PROBLEM TO SOLVE →
The answer should be an exact repeat of the stretch of material below from the line containing "#[inline] pub fn course(&self)" through the line containing "#[inline] pub fn config(&self)".

***** RECORDS TO PROCESS

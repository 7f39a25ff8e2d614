use powder_controllers::{ScoreEvent, ScoreKind, ScoreSink};
use powder_core::{BodyId, ColliderId, FixedStep, InputIntent, Isometry, ParamError, StepCtx, StepStats};
use powder_terrain::Course;
use powder_viz::{Ledger, LedgerEvent};
use tracing::{debug, warn};

use crate::config::{RiderConfig, SessionConfig};
use crate::pursuit::Pursuer;
use crate::rider::Rider;
use crate::speed_score::SpeedScore;

/// What one `Session::frame` did.
#[derive(Clone, Debug, Default, PartialEq)]
pub struct FrameReport {
    pub physics_ticks: u32,
    pub took_off: bool,
    pub landed: bool,
    pub jumped: bool,
    pub trick_armed: bool,
    /// Every award this frame, tricks and speed alike.
    pub scores: Vec<ScoreEvent>,
    pub hits: Vec<ColliderId>,
    pub caught: bool,
}

impl FrameReport {
    pub fn points(&self) -> u32 { self.scores.iter().map(|s| s.points).sum() }
}

/// Run totals.
#[derive(Copy, Clone, Debug, Default, PartialEq)]
pub struct RunSummary {
    pub stats: StepStats,
    pub time: f32,
    pub airtime: f32,
    pub trick_points: u32,
    pub speed_points: u32,
    pub top_speed: f32,
}

pub struct SessionBuilder {
    course: Course,
    cfg: SessionConfig,
    rider_cfg: RiderConfig,
    spawn: Isometry,
    sink: Option<Box<dyn ScoreSink>>,
    pursuer: Option<Box<dyn Pursuer>>,
}

impl SessionBuilder {
    pub fn new(course: Course) -> Self {
        Self {
            course,
            cfg: SessionConfig::default(),
            rider_cfg: RiderConfig::default(),
            spawn: Isometry::default(),
            sink: None,
            pursuer: None,
        }
    }

    pub fn config(mut self, cfg: SessionConfig) -> Self { self.cfg = cfg; self }
    pub fn rider(mut self, cfg: RiderConfig) -> Self { self.rider_cfg = cfg; self }
    pub fn spawn(mut self, pose: Isometry) -> Self { self.spawn = pose; self }
    pub fn sink(mut self, sink: Box<dyn ScoreSink>) -> Self { self.sink = Some(sink); self }
    pub fn pursuer(mut self, p: Box<dyn Pursuer>) -> Self { self.pursuer = Some(p); self }

    pub fn build(self) -> Result<Session, ParamError> {
        self.cfg.validate()?;
        self.rider_cfg.validate()?;
        let mut rider = Rider::new(BodyId(0), self.spawn, &self.rider_cfg);
        rider.set_sink(self.sink);
        let mut pursuer = self.pursuer;
        if let Some(p) = pursuer.as_deref_mut() { p.reset(self.spawn.pos); }
        Ok(Session {
            fixed: FixedStep::new(self.cfg.fixed_dt, self.cfg.max_substeps),
            ledger: Ledger::new(self.cfg.ledger_cap),
            speed_score: SpeedScore::new(self.cfg.speed_score_multiplier),
            course: self.course,
            rider,
            pursuer,
            cfg: self.cfg,
            tick: 0,
            time: 0.0,
            caught: false,
            air_start: None,
            summary: RunSummary::default(),
        })
    }
}

/// A course, one rider and an optional pursuer, driven one rendered frame at a time.
pub struct Session {
    cfg: SessionConfig,
    course: Course,
    rider: Rider,
    pursuer: Option<Box<dyn Pursuer>>,
    fixed: FixedStep,
    ledger: Ledger,
    speed_score: SpeedScore,
    tick: u64,
    time: f32,
    caught: bool,
    air_start: Option<f32>,
    summary: RunSummary,
}

impl Session {
    #[inline] pub fn rider(&self) -> &Rider { &self.rider }
    #[inline] pub fn rider_mut(&mut self) -> &mut Rider { &mut self.rider }
    #[inline] pub fn course(&self) -> &Course { &self.course }
    #[inline] pub fn course_mut(&mut self) -> &mut Course { &mut self.course }
    #[inline] pub fn ledger(&self) -> &Ledger { &self.ledger }
    #[inline] pub fn config(&self) -> &SessionConfig { &self.cfg }
    #[inline] pub fn tick_index(&self) -> u64 { self.tick }
    #[inline] pub fn time(&self) -> f32 { self.time }
    #[inline] pub fn caught(&self) -> bool { self.caught }
    #[inline] pub fn summary(&self) -> RunSummary { self.summary }
    #[inline] pub fn pursuer(&self) -> Option<&dyn Pursuer> { self.pursuer.as_deref() }

    pub fn set_input(&mut self, input: InputIntent) { self.rider.set_input(input); }

    /// Physics ticks owed by `frame_dt`, then the per-frame trick/visual pass, speed score and
    /// pursuit. A disabled rider freezes everything.
    pub fn frame(&mut self, frame_dt: f32) -> FrameReport {
        let mut rep = FrameReport::default();
        self.ledger.clear();
        if !self.rider.enabled() { return rep; }

        let ticks = self.fixed.advance(frame_dt);
        for _ in 0..ticks {
            self.physics_tick(&mut rep);
        }
        rep.physics_ticks = ticks;
        let tick = self.last_tick();

        let up = self.rider.frame_tick(frame_dt);
        if up.armed {
            rep.trick_armed = true;
            self.ledger.push(LedgerEvent::TrickArmed { tick });
        }
        for ev in self.rider.scored() {
            self.ledger.push(LedgerEvent::Score { tick, kind: ev.kind, points: ev.points });
            self.summary.trick_points += ev.points;
            rep.scores.push(*ev);
        }

        let pos = self.rider.position();
        let speed_points = self.speed_score.update(self.rider.speed(), frame_dt);
        if speed_points > 0 {
            let ev = ScoreEvent { points: speed_points, kind: ScoreKind::Speed, anchor: pos };
            self.rider.award(ev);
            self.summary.speed_points += speed_points;
            rep.scores.push(ev);
        }
        self.summary.stats.score_events += rep.scores.len() as u32;

        if let Some(p) = self.pursuer.as_deref_mut() {
            if !self.caught && p.advance(pos, frame_dt) {
                self.caught = true;
                rep.caught = true;
                self.rider.set_enabled(false);
                self.speed_score.set_game_over(true);
                self.ledger.push(LedgerEvent::Caught { tick, pos });
                debug!(tick, "session over: caught");
            }
        }
        rep
    }

    fn physics_tick(&mut self, rep: &mut FrameReport) {
        let dt = self.fixed.dt;
        let ctx = StepCtx::new(dt, self.tick, self.time);
        let tick = ctx.tick;
        let r = self.rider.physics_tick(&self.course, ctx);
        self.tick += 1;
        self.time += dt;
        self.summary.stats.physics_ticks += 1;
        self.summary.time = self.time;
        self.summary.top_speed = self.summary.top_speed.max(self.rider.speed());

        let pos = self.rider.position();
        if r.took_off {
            rep.took_off = true;
            self.air_start = Some(self.time);
            self.ledger.push(LedgerEvent::Takeoff { tick, pos, speed: self.rider.speed() });
        }
        if r.landed {
            rep.landed = true;
            let airtime = self.air_start.take().map_or(0.0, |t0| self.time - t0);
            self.summary.airtime += airtime;
            self.ledger.push(LedgerEvent::Landing { tick, pos, airtime });
        }
        if r.jumped {
            rep.jumped = true;
            self.ledger.push(LedgerEvent::JumpFired { tick, vel: self.rider.velocity() });
        }
        if let Some(hit) = r.hit {
            rep.hits.push(hit.id);
            self.summary.stats.obstacle_hits += 1;
            self.ledger.push(LedgerEvent::ObstacleHit {
                tick,
                id: hit.id.0,
                speed_before: hit.speed_before,
                speed_after: hit.speed_after,
            });
            if self.cfg.consume_obstacles {
                self.course.remove_collider(hit.id);
            }
        }

        if self.cfg.debug.should_print(self.tick) {
            self.print_debug_block();
        }
        if self.cfg.debug.should_dump(self.tick) {
            if let Err(e) = self.ledger.write_jsonl(&self.cfg.dump_dir, self.tick) {
                warn!(error = %e, "ledger dump failed");
            }
        }
    }

    /// Index of the most recent physics tick; frame-level ledger events carry it.
    #[inline] fn last_tick(&self) -> u64 { self.tick.saturating_sub(1) }

    fn print_debug_block(&self) {
        let t = self.rider.telemetry();
        debug!(
            tick = self.tick,
            pos = ?t.state.pos,
            speed = t.speed,
            grounded = t.grounded,
            pose = ?t.pose,
            "rider status"
        );
        for ev in self.ledger.iter().take(self.cfg.debug.max_lines) {
            debug!(?ev, "ledger");
        }
    }

    /// Start a new run at `pose`. The course keeps whatever obstacles were consumed.
    pub fn restart(&mut self, pose: Isometry) {
        self.rider.respawn(pose);
        if let Some(p) = self.pursuer.as_deref_mut() { p.reset(pose.pos); }
        self.speed_score.reset_run();
        self.fixed.reset();
        self.caught = false;
        self.air_start = None;
        self.summary = RunSummary::default();
        self.ledger.clear();
    }
}

impl std::fmt::Debug for Session {
    fn fmt(&self, f: &mut std::fmt::Formatter<'_>) -> std::fmt::Result {
        f.debug_struct("Session")
            .field("tick", &self.tick)
            .field("time", &self.time)
            .field("caught", &self.caught)
            .field("rider", &self.rider)
            .finish_non_exhaustive()
    }
}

**********

WRITTEN RESPONSE →
    #[inline] pub fn course(&self) -> &Course { &self.course }
    #[inline] pub fn course_mut(&mut self) -> &mut Course { &mut self.course }
    #[inline] pub fn ledger(&self) -> &Ledger { &self.ledger }
    #[inline] pub fn config(&self) -> &SessionConfig { &self.cfg }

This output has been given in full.